Before the pandemic, I had only a vague idea of what a narcissist was. Like many other uninformed individuals, I assumed that narcissists were just people who were unbelievably obsessed with their own self-image. I was interested in Greek mythology as a child so of course, I had read the original myth about Narcissus. Narcissus was fabled to be a very handsome man, the son of a nymph and river god who was destined to live a long and happy life if he chose to never look at his own reflection. Well…after having his heart broken not only did he look he became so enamored with his reflection in a nearby pool of water that he ended up drowning himself. A flower is said to have bloomed beside the water bed bearing the same name as its predecessor, the Narcissus plant. I find this myth apt in my situation as my mother does indeed love flowers. Adores them even. Ever since I was a child I can remember her constant trips to and fro from Home Depot and the florist. Tulips, violets, roses, lilies, all types of flowers. Flowers are a perfect gift for any Nparent as they do not talk back and can be cut down and primed and placed in any way you please.
Growing up I always had a feeling that my mother disliked me greatly.
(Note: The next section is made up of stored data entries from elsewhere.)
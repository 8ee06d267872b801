//! Sleeve return mapping.
//!
//! The portfolio is split into two sleeves whose per-period returns are
//! derived from the same benchmark observation via different rules:
//! - **Hedged**: asymmetric beta exposure with a crash floor
//! - **Unhedged**: plain leveraged exposure
//!
//! Both mappings are pure and Markovian: only the current period's index
//! return and the static configuration matter.

use crate::config::StrategyConfig;

/// Index decline beyond which the hedged sleeve's crash branch engages.
///
/// Distinct from [`StrategyConfig::crash_floor`], which is the payoff once
/// the branch engages. A return of exactly -30% still uses the down-market
/// formula.
pub const CRASH_THRESHOLD: f64 = -0.30;

/// The closed set of portfolio sleeves.
#[derive(Debug, Clone, Copy, PartialEq, Eq)]
pub enum Sleeve {
    Hedged,
    Unhedged,
}

impl Sleeve {
    /// Map one period's index return to this sleeve's return.
    ///
    /// Hedged sleeve, branches evaluated top to bottom:
    /// - `R > 0`: `hedged_up_beta * R - period_hedge_cost`
    /// - `CRASH_THRESHOLD <= R <= 0`: `hedged_down_beta * R - period_hedge_cost`
    /// - `R < CRASH_THRESHOLD`: `crash_floor`, with no hedge cost deducted
    ///   (the floor is the terminal payoff once the backstop engages)
    ///
    /// Unhedged sleeve: `unhedged_leverage * R` for all `R`.
    #[must_use]
    pub fn map(self, r_index: f64, config: &StrategyConfig) -> f64 {
        match self {
            Sleeve::Hedged => {
                if r_index > 0.0 {
                    config.hedged_up_beta * r_index - config.period_hedge_cost()
                } else if r_index >= CRASH_THRESHOLD {
                    config.hedged_down_beta * r_index - config.period_hedge_cost()
                } else {
                    config.crash_floor
                }
            }
            Sleeve::Unhedged => config.unhedged_leverage * r_index,
        }
    }
}
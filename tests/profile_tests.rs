use std::sync::Mutex;

use prop_imitation::{
    apply_profile, ApplyError, DeviceProfile, PolicyEngine, ProfileApplier, ProfileName, PropKey,
    PropStore, SpoofConfig,
};

#[cfg(test)]
mod profile_tests {
    use super::*;

    /// Records every write and rejects one key.
    struct FlakyApplier {
        reject: PropKey,
        writes: Mutex<Vec<(PropKey, String)>>,
    }

    impl FlakyApplier {
        fn new(reject: PropKey) -> Self {
            Self {
                reject,
                writes: Mutex::new(Vec::new()),
            }
        }
    }

    impl ProfileApplier for FlakyApplier {
        fn set_prop(&self, key: PropKey, value: &str) -> Result<(), ApplyError> {
            if key == self.reject {
                return Err(ApplyError::Rejected {
                    key,
                    reason: "no such field".to_string(),
                });
            }
            self.writes.lock().unwrap().push((key, value.to_string()));
            Ok(())
        }
    }

    #[test]
    fn test_prop_key_field_names() {
        let names: Vec<&str> = PropKey::ALL.iter().map(|k| k.field_name()).collect();
        assert_eq!(
            names,
            vec!["BRAND", "MANUFACTURER", "DEVICE", "PRODUCT", "MODEL", "FINGERPRINT"]
        );
        assert_eq!(PropKey::Fingerprint.to_string(), "FINGERPRINT");
    }

    #[test]
    fn test_prop_key_from_str() {
        assert_eq!("MODEL".parse::<PropKey>(), Ok(PropKey::Model));
        assert_eq!("manufacturer".parse::<PropKey>(), Ok(PropKey::Manufacturer));
        assert!("SERIAL".parse::<PropKey>().is_err());
    }

    #[test]
    fn test_full_profiles_cover_every_key_in_order() {
        for profile in [
            DeviceProfile::pixel_xl(),
            DeviceProfile::pixel_5(),
            DeviceProfile::pixel_7_pro(),
        ] {
            assert_eq!(profile.keys().collect::<Vec<_>>(), PropKey::ALL.to_vec());
            assert_eq!(profile.get(PropKey::Brand), Some("google"));
            assert_eq!(profile.get(PropKey::Manufacturer), Some("Google"));
        }
    }

    #[test]
    fn test_builtin_profile_values() {
        let pixel_5 = DeviceProfile::pixel_5();
        assert_eq!(pixel_5.name, ProfileName::Pixel5);
        assert_eq!(pixel_5.get(PropKey::Device), Some("redfin"));
        assert_eq!(pixel_5.get(PropKey::Model), Some("Pixel 5"));
        assert_eq!(
            pixel_5.get(PropKey::Fingerprint),
            Some("google/redfin/redfin:13/TQ1A.221205.011/9244662:user/release-keys")
        );

        let pixel_7_pro = DeviceProfile::pixel_7_pro();
        assert_eq!(pixel_7_pro.get(PropKey::Product), Some("cheetah"));

        let pixel_xl = DeviceProfile::pixel_xl();
        assert_eq!(pixel_xl.get(PropKey::Model), Some("Pixel XL"));
        assert_eq!(
            pixel_xl.get(PropKey::Fingerprint),
            Some("google/marlin/marlin:10/QP1A.191005.007.A3/5972272:user/release-keys")
        );
    }

    #[test]
    fn test_override_profiles_are_partial() {
        let stock = DeviceProfile::stock_fingerprint_override("a/b/c:14/X/1:user/release-keys");
        assert_eq!(stock.len(), 1);
        assert_eq!(stock.get(PropKey::Model), None);

        let certified = DeviceProfile::certified_override("fp", "");
        assert_eq!(certified.len(), 2);
        assert_eq!(certified.get(PropKey::Model), Some(""));
    }

    #[test]
    fn test_apply_profile_to_store() {
        let store = PropStore::with_props([(PropKey::Brand, "generic"), (PropKey::Model, "generic")]);
        let report = apply_profile(&store, &DeviceProfile::pixel_5());

        assert!(report.is_complete());
        assert_eq!(report.applied_count(), 6);
        assert_eq!(store.get(PropKey::Brand).as_deref(), Some("google"));
        assert_eq!(store.snapshot().len(), 6);
    }

    #[test]
    fn test_apply_profile_continues_past_read_only_key() {
        let store = PropStore::with_props([(PropKey::Device, "generic")]).read_only(PropKey::Device);
        let report = apply_profile(&store, &DeviceProfile::pixel_7_pro());

        assert!(!report.is_complete());
        assert_eq!(report.applied_count(), 5);
        let failures: Vec<_> = report.failures().collect();
        assert_eq!(failures.len(), 1);
        assert_eq!(failures[0].key, PropKey::Device);
        assert_eq!(
            failures[0].result,
            Err(ApplyError::ReadOnly { key: PropKey::Device })
        );

        assert_eq!(store.get(PropKey::Device).as_deref(), Some("generic"));
        assert_eq!(store.get(PropKey::Fingerprint).unwrap().split('/').nth(1), Some("cheetah"));
    }

    #[test]
    fn test_apply_profile_reports_outcomes_in_profile_order() {
        let applier = FlakyApplier::new(PropKey::Manufacturer);
        let report = apply_profile(&applier, &DeviceProfile::pixel_xl());

        let keys: Vec<PropKey> = report.outcomes.iter().map(|o| o.key).collect();
        assert_eq!(keys, PropKey::ALL.to_vec());
        assert_eq!(applier.writes.lock().unwrap().len(), 5);
        assert!(report.failures().all(|o| o.key == PropKey::Manufacturer));
    }

    #[test]
    fn test_engine_records_write_failures() {
        let config = SpoofConfig {
            spoof_google_apps: true,
            ..SpoofConfig::default()
        };
        let engine = PolicyEngine::new(config);
        let applier = FlakyApplier::new(PropKey::Fingerprint);

        let report = engine
            .on_process_identity_established(
                Some("com.google.android.as"),
                Some("com.google.android.as"),
                &applier,
            )
            .unwrap();

        assert_eq!(report.profile, ProfileName::Pixel5);
        assert_eq!(report.applied_count(), 5);
        assert_eq!(engine.metrics().get_prop_write_failures(), 1);
        assert_eq!(engine.metrics().get_profile_count(ProfileName::Pixel5), 1);
    }

    #[test]
    fn test_profile_serializes_with_field_names() {
        let yaml = serde_yaml::to_string(&DeviceProfile::stock_fingerprint_override("fp")).unwrap();
        assert!(yaml.contains("StockFingerprintOverride"));
        assert!(yaml.contains("FINGERPRINT"));
    }
}
use crate::error::ApplyError;
use crate::profile::{DeviceProfile, ProfileName, PropKey};
use std::collections::{BTreeMap, HashSet};
use std::sync::RwLock;
use tracing::{debug, error};

/// Host capability that writes one identity property into the running process.
pub trait ProfileApplier: Send + Sync {
    fn set_prop(&self, key: PropKey, value: &str) -> Result<(), ApplyError>;
}

#[derive(Debug, Clone, PartialEq, Eq)]
pub struct PropOutcome {
    pub key: PropKey,
    pub result: Result<(), ApplyError>,
}

/// Per-key results of one profile application.
#[derive(Debug, Clone, PartialEq, Eq)]
pub struct ApplyReport {
    pub profile: ProfileName,
    pub outcomes: Vec<PropOutcome>,
}

impl ApplyReport {
    pub fn applied_count(&self) -> usize {
        self.outcomes.iter().filter(|o| o.result.is_ok()).count()
    }

    pub fn failures(&self) -> impl Iterator<Item = &PropOutcome> {
        self.outcomes.iter().filter(|o| o.result.is_err())
    }

    pub fn is_complete(&self) -> bool {
        self.outcomes.iter().all(|o| o.result.is_ok())
    }
}

/// Writes every prop of `profile`, continuing past failures.
pub fn apply_profile(applier: &dyn ProfileApplier, profile: &DeviceProfile) -> ApplyReport {
    let outcomes = profile
        .props
        .iter()
        .map(|(key, value)| {
            debug!("Setting prop {} to {}", key, value);
            let result = applier.set_prop(*key, value);
            if let Err(ref e) = result {
                error!(prop = %key, error = %e, "Failed to set prop {}", key);
            }
            PropOutcome { key: *key, result }
        })
        .collect();

    ApplyReport {
        profile: profile.name,
        outcomes,
    }
}

/// In-memory stand-in for the host's device identity fields.
#[derive(Debug, Default)]
pub struct PropStore {
    props: RwLock<BTreeMap<PropKey, String>>,
    read_only: HashSet<PropKey>,
}

impl PropStore {
    pub fn new() -> Self {
        Self::default()
    }

    /// Seeds the store with the real device values.
    pub fn with_props<I, S>(props: I) -> Self
    where
        I: IntoIterator<Item = (PropKey, S)>,
        S: Into<String>,
    {
        Self {
            props: RwLock::new(props.into_iter().map(|(k, v)| (k, v.into())).collect()),
            read_only: HashSet::new(),
        }
    }

    pub fn read_only(mut self, key: PropKey) -> Self {
        self.read_only.insert(key);
        self
    }

    pub fn get(&self, key: PropKey) -> Option<String> {
        self.props.read().ok()?.get(&key).cloned()
    }

    pub fn snapshot(&self) -> BTreeMap<PropKey, String> {
        self.props
            .read()
            .map(|props| props.clone())
            .unwrap_or_default()
    }
}

impl ProfileApplier for PropStore {
    fn set_prop(&self, key: PropKey, value: &str) -> Result<(), ApplyError> {
        if self.read_only.contains(&key) {
            return Err(ApplyError::ReadOnly { key });
        }
        let mut props = self.props.write().map_err(|_| ApplyError::Poisoned)?;
        props.insert(key, value.to_string());
        Ok(())
    }
}
mod engine;
pub mod rules;
pub mod state;

pub use engine::{
    classify, filter_feature_presence, should_block_attestation, ClassificationResult, PolicyEngine,
};
pub use rules::{Guard, RoutingRule, Selector, FEATURE_BLOCKLIST, ROUTING_RULES};
pub use state::{EngineState, SharedState};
I did not live up to her ultra-feminine standards of what a woman should be. I had no interest in the color pink, I did not want to wear jewelry, I didn’t like my relaxed hair, I didn’t jump at the chance to play Casita (house), I absolutely loathed dolls (I found their faces creepy and I suspected that their eyes followed you around the room.) To sum it up in layman’s terms in the eyes of my socially conservative-leaning Central American mother I was a failure. To remedy such a failure she made sure to insult and demean me at any possible opportunity. I was constantly reminded throughout my youth that not only was I fat and ugly but I was also unloveable. She would constantly go on and on about how no man would ever love me or on the other end of the spectrum how I most likely would find a wonderful husband since “men love them lazy good for nothing women!” I grew to dislike my mother greatly for she disliked me first. It was also apparent to me that for some strange reason she believed the two of us to be in constant competition with each other. It was one I could never win. I can recall her talking on the phone about how my father allegedly “spoiled” me by allowing me to nap in their bed for an extra 5 mins before my brother and I woke up every morning at 6 am to get ready to go to elementary school. She would make constant comparisons between my weight and her own and admonish me for putting on weight as I aged because she was never “that big” until she became pregnant. Never mind the fact that she’s still “that big” decades later because as we (maybe only me and a handful of other chubby people tbh as diet culture in the States shows no sign of ever stopping, unfortunately) know now weight loss cannot solely occur or be sustained via fad diets. Oh, and the fits of rage and constant beatings can’t forget about those. I am often envious of other people’s relationships with their mothers. I long for the love and acceptance I know my mother (both parents really) is incapable of giving. I used to think kind, loving, gentle parenting was just stuff they put on Disney Channel. A fantasy. Make-believe.

Narcissus admires himself in a puddle of water

However, it is not fantasy or a flight of fiction. It is the reality of having a Black narcissistic mother.